INSTRUCTIONS TO FOLLOW: Work out how many lines of the listing below mention the word "sent", and give only that figure.

══ INFORMATION PROVIDED

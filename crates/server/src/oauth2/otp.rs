//! Phone one-time passwords and password reset codes.
//!
//! Both live in the expiry cache under their own namespace. Verification is a
//! compare-and-delete, so a code is accepted at most once.

use crate::cache::{CacheKey, KvCache, Namespace};
use crate::config::TtlConfig;
use crate::error::SsoError;
use crate::oauth2::directory::Directory;
use crate::oauth2::password::{hash_password, validate_password_strength};
use crate::sms::SmsSender;
use crate::utils::{generate_numeric_code, is_valid_email, is_valid_phone, within};
use serde::{Deserialize, Serialize};
use std::sync::Arc;
use std::time::Duration;
use utoipa::ToSchema;

pub const CODE_DIGITS: u32 = 6;

#[derive(Clone, Copy, Debug, PartialEq, Eq, Serialize, Deserialize, ToSchema)]
#[serde(rename_all = "lowercase")]
pub enum OtpPurpose {
    Signup,
    Login,
}

#[derive(Clone)]
pub struct OtpEngine {
    cache: Arc<dyn KvCache>,
    sms: Arc<dyn SmsSender>,
    directory: Directory,
    otp_ttl: Duration,
    reset_ttl: Duration,
    timeout: Duration,
}

fn check_phone(phone: &str) -> Result<(), SsoError> {
    if !is_valid_phone(phone) {
        return Err(SsoError::invalid_field("phone", "phone is not a valid number"));
    }
    Ok(())
}

fn check_email(email: &str) -> Result<(), SsoError> {
    if !is_valid_email(email) {
        return Err(SsoError::invalid_field("email", "email is not a valid address"));
    }
    Ok(())
}

impl OtpEngine {
    pub fn new(
        cache: Arc<dyn KvCache>,
        sms: Arc<dyn SmsSender>,
        directory: Directory,
        ttl: &TtlConfig,
        timeout: Duration,
    ) -> Self {
        Self {
            cache,
            sms,
            directory,
            otp_ttl: ttl.otp(),
            reset_ttl: ttl.reset_code(),
            timeout,
        }
    }

    /// Send a fresh code to `phone`, replacing any earlier one.
    #[tracing::instrument(skip(self))]
    pub async fn request_otp(&self, phone: &str, purpose: OtpPurpose) -> Result<(), SsoError> {
        check_phone(phone)?;
        let existing = self.directory.user_by_phone(phone).await?;
        match (purpose, existing) {
            (OtpPurpose::Signup, Some(_)) => {
                return Err(SsoError::DataExists("phone is already registered".into()));
            }
            (OtpPurpose::Login, None) => {
                return Err(SsoError::NoRecordFound("no account for this phone".into()));
            }
            (OtpPurpose::Login, Some(user)) if !user.is_active() => {
                return Err(SsoError::Unauthorized("user is not active".into()));
            }
            _ => {}
        }

        let code = generate_numeric_code(CODE_DIGITS)?;
        let key = CacheKey::new(Namespace::Otp, phone);
        within(
            self.timeout,
            "cache",
            self.cache.set(&key, code.clone(), self.otp_ttl),
        )
        .await?;
        self.sms
            .send(phone, &format!("Your verification code is {code}"))
            .await?;
        tracing::info!("otp sent");
        Ok(())
    }

    /// Consume the code if it is the latest one sent to `phone`.
    #[tracing::instrument(skip(self, code))]
    pub async fn verify_otp(&self, phone: &str, code: &str) -> Result<(), SsoError> {
        if code.is_empty() {
            return Err(SsoError::invalid_field("otp", "otp is required"));
        }
        let key = CacheKey::new(Namespace::Otp, phone);
        let matched = within(self.timeout, "cache", self.cache.take_if_eq(&key, code)).await?;
        if !matched {
            return Err(SsoError::invalid_field("otp", "invalid or expired otp"));
        }
        Ok(())
    }

    /// Unknown emails succeed silently and do not reveal which accounts exist.
    #[tracing::instrument(skip(self))]
    pub async fn request_reset_code(&self, email: &str) -> Result<(), SsoError> {
        check_email(email)?;
        let Some(user) = self.directory.user_by_email(email).await? else {
            tracing::debug!("reset requested for unknown email");
            return Ok(());
        };
        let Some(phone) = user.phone.as_deref() else {
            tracing::warn!(user_id = %user.id, "reset requested for account without phone");
            return Ok(());
        };

        let key = CacheKey::new(Namespace::ResetCode, email);
        let candidate = generate_numeric_code(CODE_DIGITS)?;
        let code = within(
            self.timeout,
            "cache",
            self.cache.get_or_insert(&key, candidate, self.reset_ttl),
        )
        .await?;
        self.sms
            .send(phone, &format!("Your password reset code is {code}"))
            .await?;
        tracing::info!(user_id = %user.id, "reset code sent");
        Ok(())
    }

    #[tracing::instrument(skip(self, code, new_password))]
    pub async fn reset_password(
        &self,
        email: &str,
        code: &str,
        new_password: &str,
    ) -> Result<(), SsoError> {
        check_email(email)?;
        if code.is_empty() {
            return Err(SsoError::invalid_field("code", "code is required"));
        }
        validate_password_strength(new_password)?;

        let key = CacheKey::new(Namespace::ResetCode, email);
        let matched = within(self.timeout, "cache", self.cache.take_if_eq(&key, code)).await?;
        if !matched {
            return Err(SsoError::invalid_field("code", "invalid or expired reset code"));
        }
        let user = self
            .directory
            .user_by_email(email)
            .await?
            .ok_or_else(|| SsoError::NoRecordFound("user not found".into()))?;
        let user_id = user.id.clone();
        self.directory
            .set_password_hash(user, hash_password(new_password)?)
            .await?;
        tracing::info!(user_id = %user_id, "password reset");
        Ok(())
    }
}

#[cfg(test)]
mod tests {
    use super::*;

    #[test]
    fn purpose_parses_lowercase() {
        let p: OtpPurpose = serde_json::from_str("\"signup\"").unwrap();
        assert_eq!(p, OtpPurpose::Signup);
        assert!(serde_json::from_str::<OtpPurpose>("\"register\"").is_err());
    }

    #[test]
    fn phone_and_email_checks_name_the_field() {
        match check_phone("12") {
            Err(SsoError::InvalidUserInput { fields, .. }) => assert_eq!(fields[0].name, "phone"),
            other => panic!("unexpected {other:?}"),
        }
        match check_email("nope") {
            Err(SsoError::InvalidUserInput { fields, .. }) => assert_eq!(fields[0].name, "email"),
            other => panic!("unexpected {other:?}"),
        }
    }
}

════

EXERCISE ANSWER: 3